*** Material for this exercise ***

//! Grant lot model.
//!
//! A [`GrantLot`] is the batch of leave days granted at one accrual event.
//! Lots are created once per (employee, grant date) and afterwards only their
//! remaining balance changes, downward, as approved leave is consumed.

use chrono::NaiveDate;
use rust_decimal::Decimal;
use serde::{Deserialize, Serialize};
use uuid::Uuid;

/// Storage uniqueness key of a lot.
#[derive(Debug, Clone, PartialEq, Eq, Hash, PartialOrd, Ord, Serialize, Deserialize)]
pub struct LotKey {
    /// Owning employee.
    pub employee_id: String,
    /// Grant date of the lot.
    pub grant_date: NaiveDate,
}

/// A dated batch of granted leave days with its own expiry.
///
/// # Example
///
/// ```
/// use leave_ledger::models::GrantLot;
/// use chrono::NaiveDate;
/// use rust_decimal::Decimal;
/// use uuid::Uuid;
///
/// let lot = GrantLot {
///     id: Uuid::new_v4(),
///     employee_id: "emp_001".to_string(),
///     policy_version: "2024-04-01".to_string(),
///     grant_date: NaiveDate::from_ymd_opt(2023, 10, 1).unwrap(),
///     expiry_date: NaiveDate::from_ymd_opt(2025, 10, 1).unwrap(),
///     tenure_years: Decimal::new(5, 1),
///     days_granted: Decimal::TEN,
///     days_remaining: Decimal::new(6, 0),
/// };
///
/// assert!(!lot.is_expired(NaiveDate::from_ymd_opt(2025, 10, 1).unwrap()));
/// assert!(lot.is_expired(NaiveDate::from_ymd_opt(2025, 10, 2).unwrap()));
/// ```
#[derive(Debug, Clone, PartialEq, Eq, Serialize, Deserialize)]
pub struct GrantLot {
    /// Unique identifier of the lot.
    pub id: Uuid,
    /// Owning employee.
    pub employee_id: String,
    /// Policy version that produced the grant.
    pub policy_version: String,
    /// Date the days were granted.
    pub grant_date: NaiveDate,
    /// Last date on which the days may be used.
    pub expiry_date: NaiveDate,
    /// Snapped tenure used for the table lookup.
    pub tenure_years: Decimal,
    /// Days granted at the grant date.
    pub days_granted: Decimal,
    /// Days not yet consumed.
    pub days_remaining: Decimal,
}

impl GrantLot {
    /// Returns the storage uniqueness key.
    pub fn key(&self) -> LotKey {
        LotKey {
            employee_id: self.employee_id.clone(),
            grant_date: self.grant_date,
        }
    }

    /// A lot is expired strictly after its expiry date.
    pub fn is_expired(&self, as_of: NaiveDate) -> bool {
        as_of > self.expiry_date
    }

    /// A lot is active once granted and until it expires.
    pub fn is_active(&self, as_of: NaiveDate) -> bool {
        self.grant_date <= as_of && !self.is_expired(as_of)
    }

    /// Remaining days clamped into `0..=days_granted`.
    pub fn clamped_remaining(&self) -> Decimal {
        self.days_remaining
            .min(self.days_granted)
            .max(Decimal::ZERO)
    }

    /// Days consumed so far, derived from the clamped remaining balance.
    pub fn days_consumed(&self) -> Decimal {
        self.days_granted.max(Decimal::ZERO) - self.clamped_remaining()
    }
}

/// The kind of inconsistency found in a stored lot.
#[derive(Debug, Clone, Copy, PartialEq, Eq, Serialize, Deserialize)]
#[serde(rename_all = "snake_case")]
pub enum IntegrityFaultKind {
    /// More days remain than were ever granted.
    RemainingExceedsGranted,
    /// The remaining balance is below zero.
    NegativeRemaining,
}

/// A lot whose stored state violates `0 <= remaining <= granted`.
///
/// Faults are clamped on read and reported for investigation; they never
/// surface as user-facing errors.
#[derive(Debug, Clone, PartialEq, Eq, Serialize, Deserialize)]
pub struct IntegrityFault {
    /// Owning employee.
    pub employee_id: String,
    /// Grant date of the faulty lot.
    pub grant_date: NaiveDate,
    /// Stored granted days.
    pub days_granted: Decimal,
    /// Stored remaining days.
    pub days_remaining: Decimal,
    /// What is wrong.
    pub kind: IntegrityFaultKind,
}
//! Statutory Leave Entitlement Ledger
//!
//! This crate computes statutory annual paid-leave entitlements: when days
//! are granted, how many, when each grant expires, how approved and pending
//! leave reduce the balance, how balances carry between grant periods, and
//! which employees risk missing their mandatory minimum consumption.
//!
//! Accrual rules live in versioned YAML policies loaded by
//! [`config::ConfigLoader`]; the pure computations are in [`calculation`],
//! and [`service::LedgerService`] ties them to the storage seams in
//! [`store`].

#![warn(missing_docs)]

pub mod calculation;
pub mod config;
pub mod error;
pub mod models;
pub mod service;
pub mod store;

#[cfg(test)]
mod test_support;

*** End of Material for this exercise ***

Your task
Give back the material above in full, exactly as it reads.

Worked solution
//! Grant lot model.
//!
//! A [`GrantLot`] is the batch of leave days granted at one accrual event.
//! Lots are created once per (employee, grant date) and afterwards only their
//! remaining balance changes, downward, as approved leave is consumed.

use chrono::NaiveDate;
use rust_decimal::Decimal;
use serde::{Deserialize, Serialize};
use uuid::Uuid;

/// Storage uniqueness key of a lot.
#[derive(Debug, Clone, PartialEq, Eq, Hash, PartialOrd, Ord, Serialize, Deserialize)]
pub struct LotKey {
    /// Owning employee.
    pub employee_id: String,
    /// Grant date of the lot.
    pub grant_date: NaiveDate,
}

/// A dated batch of granted leave days with its own expiry.
///
/// # Example
///
/// ```
/// use leave_ledger::models::GrantLot;
/// use chrono::NaiveDate;
/// use rust_decimal::Decimal;
/// use uuid::Uuid;
///
/// let lot = GrantLot {
///     id: Uuid::new_v4(),
///     employee_id: "emp_001".to_string(),
///     policy_version: "2024-04-01".to_string(),
///     grant_date: NaiveDate::from_ymd_opt(2023, 10, 1).unwrap(),
///     expiry_date: NaiveDate::from_ymd_opt(2025, 10, 1).unwrap(),
///     tenure_years: Decimal::new(5, 1),
///     days_granted: Decimal::TEN,
///     days_remaining: Decimal::new(6, 0),
/// };
///
/// assert!(!lot.is_expired(NaiveDate::from_ymd_opt(2025, 10, 1).unwrap()));
/// assert!(lot.is_expired(NaiveDate::from_ymd_opt(2025, 10, 2).unwrap()));
/// ```
#[derive(Debug, Clone, PartialEq, Eq, Serialize, Deserialize)]
pub struct GrantLot {
    /// Unique identifier of the lot.
    pub id: Uuid,
    /// Owning employee.
    pub employee_id: String,
    /// Policy version that produced the grant.
    pub policy_version: String,
    /// Date the days were granted.
    pub grant_date: NaiveDate,
    /// Last date on which the days may be used.
    pub expiry_date: NaiveDate,
    /// Snapped tenure used for the table lookup.
    pub tenure_years: Decimal,
    /// Days granted at the grant date.
    pub days_granted: Decimal,
    /// Days not yet consumed.
    pub days_remaining: Decimal,
}

impl GrantLot {
    /// Returns the storage uniqueness key.
    pub fn key(&self) -> LotKey {
        LotKey {
            employee_id: self.employee_id.clone(),
            grant_date: self.grant_date,
        }
    }

    /// A lot is expired strictly after its expiry date.
    pub fn is_expired(&self, as_of: NaiveDate) -> bool {
        as_of > self.expiry_date
    }

    /// A lot is active once granted and until it expires.
    pub fn is_active(&self, as_of: NaiveDate) -> bool {
        self.grant_date <= as_of && !self.is_expired(as_of)
    }

    /// Remaining days clamped into `0..=days_granted`.
    pub fn clamped_remaining(&self) -> Decimal {
        self.days_remaining
            .min(self.days_granted)
            .max(Decimal::ZERO)
    }

    /// Days consumed so far, derived from the clamped remaining balance.
    pub fn days_consumed(&self) -> Decimal {
        self.days_granted.max(Decimal::ZERO) - self.clamped_remaining()
    }
}

/// The kind of inconsistency found in a stored lot.
#[derive(Debug, Clone, Copy, PartialEq, Eq, Serialize, Deserialize)]
#[serde(rename_all = "snake_case")]
pub enum IntegrityFaultKind {
    /// More days remain than were ever granted.
    RemainingExceedsGranted,
    /// The remaining balance is below zero.
    NegativeRemaining,
}

/// A lot whose stored state violates `0 <= remaining <= granted`.
///
/// Faults are clamped on read and reported for investigation; they never
/// surface as user-facing errors.
#[derive(Debug, Clone, PartialEq, Eq, Serialize, Deserialize)]
pub struct IntegrityFault {
    /// Owning employee.
    pub employee_id: String,
    /// Grant date of the faulty lot.
    pub grant_date: NaiveDate,
    /// Stored granted days.
    pub days_granted: Decimal,
    /// Stored remaining days.
    pub days_remaining: Decimal,
    /// What is wrong.
    pub kind: IntegrityFaultKind,
}
//! Statutory Leave Entitlement Ledger
//!
//! This crate computes statutory annual paid-leave entitlements: when days
//! are granted, how many, when each grant expires, how approved and pending
//! leave reduce the balance, how balances carry between grant periods, and
//! which employees risk missing their mandatory minimum consumption.
//!
//! Accrual rules live in versioned YAML policies loaded by
//! [`config::ConfigLoader`]; the pure computations are in [`calculation`],
//! and [`service::LedgerService`] ties them to the storage seams in
//! [`store`].

#![warn(missing_docs)]

pub mod calculation;
pub mod config;
pub mod error;
pub mod models;
pub mod service;
pub mod store;

#[cfg(test)]
mod test_support;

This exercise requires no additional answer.